◆ What you are asked to do ◆
Which lines of the entries below hold the word "slot"? Report each of them.

═══ Task input

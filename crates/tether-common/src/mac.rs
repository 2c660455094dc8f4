//! Hardware (MAC) addresses.

use std::fmt;
use std::str::FromStr;

use serde::{Deserialize, Serialize};

use crate::error::TetherError;

/// A 48-bit Ethernet hardware address.
#[derive(Clone, Copy, PartialEq, Eq, Hash, Default, Serialize, Deserialize)]
#[serde(try_from = "String", into = "String")]
pub struct MacAddr(pub [u8; 6]);

impl MacAddr {
    /// The all-zero address.
    pub const ZERO: MacAddr = MacAddr([0; 6]);

    /// Returns true for the all-zero address.
    #[must_use]
    pub fn is_zero(&self) -> bool {
        *self == Self::ZERO
    }

    /// Returns the raw octets.
    #[must_use]
    pub const fn octets(&self) -> [u8; 6] {
        self.0
    }
}

impl fmt::Debug for MacAddr {
    fn fmt(&self, f: &mut fmt::Formatter<'_>) -> fmt::Result {
        let [a, b, c, d, e, g] = self.0;
        write!(f, "{a:02x}:{b:02x}:{c:02x}:{d:02x}:{e:02x}:{g:02x}")
    }
}

impl fmt::Display for MacAddr {
    fn fmt(&self, f: &mut fmt::Formatter<'_>) -> fmt::Result {
        fmt::Debug::fmt(self, f)
    }
}

impl FromStr for MacAddr {
    type Err = TetherError;

    /// Parse `aa:bb:cc:dd:ee:ff` or `aa-bb-cc-dd-ee-ff`.
    fn from_str(s: &str) -> Result<Self, Self::Err> {
        let sep = if s.contains('-') { '-' } else { ':' };
        let parts: Vec<&str> = s.trim().split(sep).collect();
        if parts.len() != 6 {
            return Err(TetherError::address(s, "expected 6 octets"));
        }

        let mut octets = [0u8; 6];
        for (slot, part) in octets.iter_mut().zip(&parts) {
            if part.len() != 2 {
                return Err(TetherError::address(s, "octets must be two hex digits"));
            }
            *slot = u8::from_str_radix(part, 16).map_err(|e| TetherError::address(s, e))?;
        }

        Ok(Self(octets))
    }
}

impl TryFrom<String> for MacAddr {
    type Error = TetherError;

    fn try_from(value: String) -> Result<Self, Self::Error> {
        value.parse()
    }
}

impl From<MacAddr> for String {
    fn from(mac: MacAddr) -> Self {
        mac.to_string()
    }
}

══════

◆ Result for this task ◆
        for (slot, part) in octets.iter_mut().zip(&parts) {
            *slot = u8::from_str_radix(part, 16).map_err(|e| TetherError::address(s, e))?;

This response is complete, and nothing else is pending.